Daz had the grace to flush a little, hunching his shoulders. The adrenaline generated by the track was dissipating now and the cooling sweat made him shiver. It had started to rain again and that didn’t help.

“All he was supposed to do was go meet with the courier and Tess was supposed to verify the diamonds were kosher,” he said.

“When?”

“We rang the guy when Jamie came back off his session,” Daz admitted, flicking nervous glances at William and Paxo for support. “The two of them went to meet him while you were both out on track.”

Sean didn’t reply right away, just stood with his hands on his hips staring from one face to another as though he couldn’t believe their naive stupidity. He wasn’t the only one.
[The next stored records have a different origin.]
//! VVO mobile API client and wire models
//!
//! Pagination is numeric: timelines walk backwards with an i64 `max_id`,
//! container feeds use a 1-based `page` index. Responses wrap payloads in
//! an `ok`/`data` envelope.

use serde::{Deserialize, Serialize};

use super::check_status;
use crate::error::{EngineError, Result};

// =============================================================================
// Wire models
// =============================================================================

#[derive(Debug, Clone, Serialize, Deserialize)]
pub struct User {
    pub id: Option<i64>,
    pub screen_name: Option<String>,
    pub profile_image_url: Option<String>,
    pub description: Option<String>,
    pub verified: Option<bool>,
    pub follow_me: Option<bool>,
    pub following: Option<bool>,
    pub followers_count: Option<serde_json::Value>,
    pub statuses_count: Option<i64>,
}

#[derive(Debug, Clone, Serialize, Deserialize)]
pub struct Status {
    /// Numeric ID as string
    pub id: Option<String>,
    /// Base62 message ID used by some endpoints
    pub bid: Option<String>,
    pub text: Option<String>,
    pub raw_text: Option<String>,
    pub created_at: Option<String>,
    pub user: Option<User>,
    pub source: Option<String>,
    pub reposts_count: Option<i64>,
    pub comments_count: Option<i64>,
    pub attitudes_count: Option<i64>,
    /// Whether the viewer has liked this
    pub favorited: Option<bool>,
    pub retweeted_status: Option<Box<Status>>,
    pub pics: Option<serde_json::Value>,
    pub page_info: Option<serde_json::Value>,
}

#[derive(Debug, Clone, Serialize, Deserialize)]
pub struct Comment {
    pub id: Option<String>,
    pub text: Option<String>,
    pub created_at: Option<String>,
    pub user: Option<User>,
    pub like_count: Option<i64>,
    pub liked: Option<bool>,
    pub reply_comment: Option<Box<Comment>>,
}

/// Timeline envelope: statuses plus the next numeric cursor
#[derive(Debug, Clone, Deserialize)]
pub struct TimelineData {
    #[serde(default)]
    pub statuses: Vec<Status>,
    pub max_id: Option<i64>,
}

/// A direct-message room summary
#[derive(Debug, Clone, Serialize, Deserialize)]
pub struct MessageRoom {
    pub unread_count: Option<i64>,
    pub user: Option<User>,
    pub scheme: Option<String>,
    pub text: Option<String>,
    pub updated_at: Option<String>,
}

/// One direct message
#[derive(Debug, Clone, Serialize, Deserialize)]
pub struct Message {
    pub id: Option<i64>,
    pub sender_id: Option<i64>,
    pub recipient_id: Option<i64>,
    pub text: Option<String>,
    pub created_at: Option<String>,
}

#[derive(Debug, Clone, Deserialize)]
struct Envelope<T> {
    ok: Option<i64>,
    data: Option<T>,
}

// =============================================================================
// Client
// =============================================================================

/// Authenticated client for the VVO mobile API
pub struct VvoClient {
    http: reqwest::Client,
    base_url: String,
    cookie: String,
    /// XSRF token required by mutation endpoints
    st: String,
}

impl VvoClient {
    pub fn new(
        http: reqwest::Client,
        host: &str,
        cookie: impl Into<String>,
        st: impl Into<String>,
    ) -> Self {
        Self {
            http,
            base_url: format!("https://{}", host.trim_end_matches('/')),
            cookie: cookie.into(),
            st: st.into(),
        }
    }

    async fn get_data<T: serde::de::DeserializeOwned>(
        &self,
        path_and_query: &str,
    ) -> Result<T> {
        let response = self
            .http
            .get(format!("{}{}", self.base_url, path_and_query))
            .header("Cookie", &self.cookie)
            .send()
            .await?;
        let envelope: Envelope<T> = check_status(response)?.json().await?;
        if envelope.ok != Some(1) {
            return Err(EngineError::Protocol("vvo response not ok".to_string()));
        }
        envelope
            .data
            .ok_or_else(|| EngineError::Protocol("vvo response missing data".to_string()))
    }

    async fn post_form<T: serde::de::DeserializeOwned>(
        &self,
        path: &str,
        form: &[(&str, &str)],
    ) -> Result<T> {
        let mut form: Vec<(&str, &str)> = form.to_vec();
        form.push(("st", self.st.as_str()));
        let response = self
            .http
            .post(format!("{}{}", self.base_url, path))
            .header("Cookie", &self.cookie)
            .form(&form)
            .send()
            .await?;
        let envelope: Envelope<T> = check_status(response)?.json().await?;
        if envelope.ok != Some(1) {
            return Err(EngineError::Protocol("vvo response not ok".to_string()));
        }
        envelope
            .data
            .ok_or_else(|| EngineError::Protocol("vvo response missing data".to_string()))
    }

    // -- Timelines ----------------------------------------------------------

    pub async fn home_timeline(&self, max_id: Option<i64>) -> Result<TimelineData> {
        let query = match max_id {
            Some(max_id) => format!("?max_id={max_id}"),
            None => String::new(),
        };
        self.get_data(&format!("/feed/friends{query}")).await
    }

    /// Container feeds (user profiles, search) paginate by 1-based page.
    pub async fn container_timeline(&self, container_id: &str, page: i64) -> Result<Vec<Status>> {
        #[derive(Deserialize)]
        struct ContainerData {
            #[serde(default)]
            cards: Vec<serde_json::Value>,
        }
        let encoded = urlencoding::encode(container_id);
        let data: ContainerData = self
            .get_data(&format!(
                "/api/container/getIndex?containerid={encoded}&page={page}"
            ))
            .await?;
        let statuses = data
            .cards
            .into_iter()
            .filter_map(|card| {
                card.pointer("/mblog")
                    .and_then(|raw| serde_json::from_value::<Status>(raw.clone()).ok())
            })
            .collect();
        Ok(statuses)
    }

    pub async fn user_timeline(&self, uid: i64, page: i64) -> Result<Vec<Status>> {
        self.container_timeline(&format!("107603{uid}"), page).await
    }

    pub async fn search_timeline(&self, query: &str, page: i64) -> Result<Vec<Status>> {
        let encoded = urlencoding::encode(query);
        self.container_timeline(&format!("100103type=1&q={encoded}"), page)
            .await
    }

    pub async fn get_status(&self, id: &str) -> Result<Status> {
        self.get_data(&format!("/statuses/show?id={id}")).await
    }

    /// Comment flow below a status; `max_id = 0` fetches the first page.
    pub async fn hotflow(&self, mid: &str, max_id: i64) -> Result<(Vec<Comment>, i64)> {
        #[derive(Deserialize)]
        struct HotflowData {
            #[serde(default)]
            data: Vec<Comment>,
            max_id: Option<i64>,
        }
        let data: HotflowData = self
            .get_data(&format!(
                "/comments/hotflow?id={mid}&mid={mid}&max_id={max_id}"
            ))
            .await?;
        Ok((data.data, data.max_id.unwrap_or(0)))
    }

    /// Mention notifications (statuses mentioning the viewer).
    pub async fn mentions_at(&self, page: i64) -> Result<Vec<Status>> {
        self.get_data(&format!("/message/mentionsAt?page={page}"))
            .await
    }

    // -- Direct messages ----------------------------------------------------

    pub async fn message_rooms(&self, page: i64) -> Result<Vec<MessageRoom>> {
        self.get_data(&format!("/message/msglist?page={page}")).await
    }

    pub async fn chat(&self, uid: i64, since_id: i64) -> Result<Vec<Message>> {
        #[derive(Deserialize)]
        struct ChatData {
            #[serde(default)]
            msgs: Vec<Message>,
        }
        let data: ChatData = self
            .get_data(&format!(
                "/im/chat?uid={uid}&since_id={since_id}&count=20"
            ))
            .await?;
        Ok(data.msgs)
    }

    // -- Status actions -----------------------------------------------------

    pub async fn like(&self, id: &str) -> Result<Status> {
        self.post_form("/api/attitudes/create", &[("id", id), ("attitude", "heart")])
            .await
    }

    pub async fn unlike(&self, id: &str) -> Result<Status> {
        self.post_form(
            "/api/attitudes/destroy",
            &[("id", id), ("attitude", "heart")],
        )
        .await
    }

    pub async fn repost(&self, id: &str, content: &str) -> Result<Status> {
        self.post_form("/api/statuses/repost", &[("id", id), ("content", content)])
            .await
    }

    pub async fn update_status(&self, content: &str) -> Result<Status> {
        self.post_form("/api/statuses/update", &[("content", content)])
            .await
    }

    pub async fn comment(&self, id: &str, content: &str) -> Result<Comment> {
        self.post_form("/api/comments/create", &[("id", id), ("content", content)])
            .await
    }

    pub async fn delete_status(&self, mid: &str) -> Result<()> {
        let _: serde_json::Value = self
            .post_form("/profile/delMyblog", &[("mid", mid)])
            .await?;
        Ok(())
    }

    // -- Relationships ------------------------------------------------------

    pub async fn follow(&self, uid: i64) -> Result<()> {
        let uid = uid.to_string();
        let _: serde_json::Value = self
            .post_form("/api/friendships/create", &[("uid", uid.as_str())])
            .await?;
        Ok(())
    }

    pub async fn unfollow(&self, uid: i64) -> Result<()> {
        let uid = uid.to_string();
        let _: serde_json::Value = self
            .post_form("/api/friendships/destory", &[("uid", uid.as_str())])
            .await?;
        Ok(())
    }
}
“You bloody fool, Daz,” he said quietly at last.

“It was a straightforward exchange,” William put in evenly, coming to his friend’s defence.

“Yeah – for a shit-load of diamonds you’ve already paid for,” I shot back. “Did it not occur to you that they might try and keep the cash and the diamonds?”

“Erm, actually, they don’t have the cash,” Daz said, not quite meeting our eyes as he confessed to yet another lie. “Not all of it, at least.”

Sean rolled his eyes. “So where’s the rest?”

“In the safe in my room,” Daz said. He caught the look of outright disbelief on our faces and flushed again, deeper this time. “Look, all Jamie was supposed to do was check the gear over with Tess, yeah? Then he was supposed to give us a shout over the radio and we were going to take the guy back to the hotel and give him the rest of his money. Now we can’t raise him, so he must have gone out of range. I don’t understand what’s gone wrong. It was supposed to be so easy.”

Sean flipped him a bitter and cynical smile. “Yeah,” he said, “that’s what they always say.”

***

It took us less than ten minutes to get back to the fuel station where the clandestine meet was to have taken place. It was nearly twelve o’clock now and the forecourt was still bustling with bikers either on their way to the afternoon sessions at Mondello Park, or coming back in to refuel from the morning.

Beside the small squat kiosk itself there was the brick-built toilet block Jamie and Paxo had used earlier, and a large rutted car park at the rear. Two cars were parked on the rough gravel, an elderly battered Fiesta that looked as though it belonged to the kiddie serving in the petrol station, and a nearly new Audi A8 on Dublin plates. Was that, I wondered, the kind of car a dodgy diamond courier would drive?